As I recently learned, Gallup does its own annual three stage employee engagement survey and the results from 2015 show a continued stagnation in employee engagement.

  • 32% said they were “engaged”
  • 50.8% said they were “not engaged”
  • 17.2% said they were “actively disengaged”

As the chart below confirms, the 2015 survey results mirror the results from the previous four years.

U.S. Employee Engagement, 2011-2015, yearly

The lack of any significant increase in employee engagement over the last five years suggest that a new approach merits consideration.
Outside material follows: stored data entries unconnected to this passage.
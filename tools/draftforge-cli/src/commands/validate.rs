//! Validate a draft document on disk.

use std::path::PathBuf;

use draftforge_export_engine::validate_value;

pub fn run(path: PathBuf, clips: Option<usize>) -> anyhow::Result<()> {
    println!("Validating draft at: {}", path.display());

    let content = std::fs::read_to_string(&path)
        .map_err(|e| anyhow::anyhow!("Failed to read draft: {e}"))?;
    let document: serde_json::Value = serde_json::from_str(&content)
        .map_err(|e| anyhow::anyhow!("Failed to parse draft: {e}"))?;

    // Without an expected count, compare against the primary track itself.
    let expected = clips.unwrap_or_else(|| primary_segment_count(&document));
    let report = validate_value(&document, expected);

    for warning in &report.warnings {
        println!("  Warning: {warning}");
    }
    if report.ok {
        println!("\nDraft is valid.");
        Ok(())
    } else {
        println!("\nValidation issues:");
        for reason in &report.reasons {
            println!("  - {reason}");
        }
        anyhow::bail!("{} issue(s) found", report.reasons.len())
    }
}

fn primary_segment_count(document: &serde_json::Value) -> usize {
    document["tracks"]
        .as_array()
        .and_then(|tracks| tracks.iter().find(|t| t["type"] == "video"))
        .and_then(|track| track["segments"].as_array())
        .map_or(0, Vec::len)
}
Rather than treating employees as costs, why not treat them as assets who, when fully developed and equipped can deliver ever-increasing value to the company and its key customers and constituents? In today’s digital enterprise, the old vertically integrated, hierarchical organizational structures have given way to horizontally structured business networks. These new networks require increased demand for communication, coordination and collaboration among peers both internally across the enterprise and externally with customers, supply chain partners and other key constituents. To carry out these new roles employees need new tools:

  • They need to be equipped with the latest cloud, mobile and social media tools at work.
  • They need to have better access to real-time data analytics to help them learn faster than the competition.
  • They need training and development programs that are focused on creating sustainable customer relationships not just efficiently handling customer transactions.  
  • They need to be measured by new metrics that more accurately reflect the increasing value they bring to the organization.
  • They need to be compensated for delivering both short term results and increasing the company’s long term power to grow.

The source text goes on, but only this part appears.